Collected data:
=== Begin Enclosure ===

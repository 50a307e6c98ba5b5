//! HTTP client for the EcoCycle backend.

use std::time::Duration;

use reqwest::header::{AUTHORIZATION, HeaderValue};
use reqwest::multipart::Form;
use reqwest::{Client, Method, StatusCode};
use serde::de::DeserializeOwned;
use serde_json::Value;
use tracing::Instrument;
use uuid::Uuid;

use ewaste_core::domain::Session;
use ewaste_core::ports::ApiError;
use ewaste_shared::{ErrorBody, parse_body};

/// Default backend base URL.
pub const DEFAULT_API_BASE_URL: &str = "http://localhost:8081";

const REQUEST_ID_HEADER: &str = "x-request-id";

/// HTTP client configuration.
#[derive(Debug, Clone)]
pub struct HttpClientConfig {
    pub base_url: String,
    /// No timeout when `None`.
    pub timeout: Option<Duration>,
}

impl Default for HttpClientConfig {
    fn default() -> Self {
        Self {
            base_url: DEFAULT_API_BASE_URL.to_string(),
            timeout: None,
        }
    }
}

impl HttpClientConfig {
    pub fn from_env() -> Self {
        Self {
            base_url: std::env::var("EWASTE_API_BASE_URL")
                .unwrap_or_else(|_| DEFAULT_API_BASE_URL.to_string()),
            timeout: std::env::var("EWASTE_HTTP_TIMEOUT_SECS")
                .ok()
                .and_then(|s| s.parse().ok())
                .map(Duration::from_secs),
        }
    }
}

/// Request body variants the backend accepts.
pub(crate) enum Payload {
    Empty,
    Json(Value),
    Multipart(Form),
}

/// Backend API client. Implements the `AuthApi`, `ProfileApi` and
/// `PickupRequestApi` ports.
#[derive(Clone)]
pub struct HttpApiClient {
    base_url: String,
    http: Client,
}

impl HttpApiClient {
    pub fn new(config: HttpClientConfig) -> Result<Self, reqwest::Error> {
        let mut builder = Client::builder();
        if let Some(timeout) = config.timeout {
            builder = builder.timeout(timeout);
        }
        Ok(Self {
            base_url: config.base_url,
            http: builder.build()?,
        })
    }

    pub fn base_url(&self) -> &str {
        &self.base_url
    }

    fn url(&self, path: &str) -> String {
        let base = self.base_url.trim_end_matches('/');
        let path = path.trim_start_matches('/');
        format!("{base}/{path}")
    }

    /// Sends a request and returns the parsed JSON body.
    ///
    /// Bodies that are not JSON read as `{}`. Non-2xx responses become
    /// `ApiError::Server` carrying the body's `message`.
    pub(crate) async fn call(
        &self,
        method: Method,
        path: &str,
        session: Option<&Session>,
        payload: Payload,
    ) -> Result<Value, ApiError> {
        let request_id = Uuid::new_v4().to_string();
        let span = tracing::debug_span!(
            "api_call",
            method = %method,
            path = %path,
            request_id = %request_id,
            status = tracing::field::Empty,
        );

        async move {
            let mut builder = self
                .http
                .request(method, self.url(path))
                .header(REQUEST_ID_HEADER, &request_id);

            if let Some(session) = session {
                let value = HeaderValue::from_str(&session.bearer())
                    .map_err(|_| ApiError::InvalidRequest("Invalid session token".into()))?;
                builder = builder.header(AUTHORIZATION, value);
            }

            builder = match payload {
                Payload::Empty => builder,
                Payload::Json(body) => builder.json(&body),
                Payload::Multipart(form) => builder.multipart(form),
            };

            let response = builder.send().await.map_err(|e| {
                tracing::debug!(error = %e, "Backend unreachable");
                ApiError::Unreachable
            })?;

            let status = response.status();
            tracing::Span::current().record("status", status.as_u16());

            let raw = response.bytes().await.map_err(|e| {
                tracing::debug!(error = %e, "Failed to read response body");
                ApiError::Unreachable
            })?;

            check_status(status, parse_body(&raw))
        }
        .instrument(span)
        .await
    }
}

fn check_status(status: StatusCode, body: Value) -> Result<Value, ApiError> {
    if status.is_success() {
        return Ok(body);
    }
    let message = ErrorBody::from_value(&body).into_message();
    tracing::debug!(status = status.as_u16(), %message, "Backend rejected request");
    Err(ApiError::Server {
        status: status.as_u16(),
        message,
    })
}

impl Payload {
    pub(crate) fn json<T: serde::Serialize>(body: &T) -> Result<Self, ApiError> {
        serde_json::to_value(body)
            .map(Self::Json)
            .map_err(|e| ApiError::InvalidRequest(e.to_string()))
    }
}

/// Deserializes a success body into a typed value.
pub(crate) fn decode<T: DeserializeOwned>(body: Value) -> Result<T, ApiError> {
    serde_json::from_value(body).map_err(|e| ApiError::Decode(e.to_string()))
}

#[cfg(test)]
mod tests {
    use super::*;

    #[test]
    fn test_url_joins_slashes() {
        let client = HttpApiClient::new(HttpClientConfig {
            base_url: "http://localhost:8081/".into(),
            timeout: None,
        })
        .unwrap();
        assert_eq!(client.url("/auth/login"), "http://localhost:8081/auth/login");
    }

    #[test]
    fn test_empty_message_falls_back() {
        let err = check_status(
            StatusCode::BAD_REQUEST,
            serde_json::json!({ "message": "" }),
        )
        .unwrap_err();
        assert_eq!(err.to_string(), "Request failed");
        assert_eq!(err.status(), Some(400));
    }
}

=== End Enclosure ===

When a line among the entries contains "await", pull that line out.

● Response area:
            let response = builder.send().await.map_err(|e| {
            let raw = response.bytes().await.map_err(|e| {
        .await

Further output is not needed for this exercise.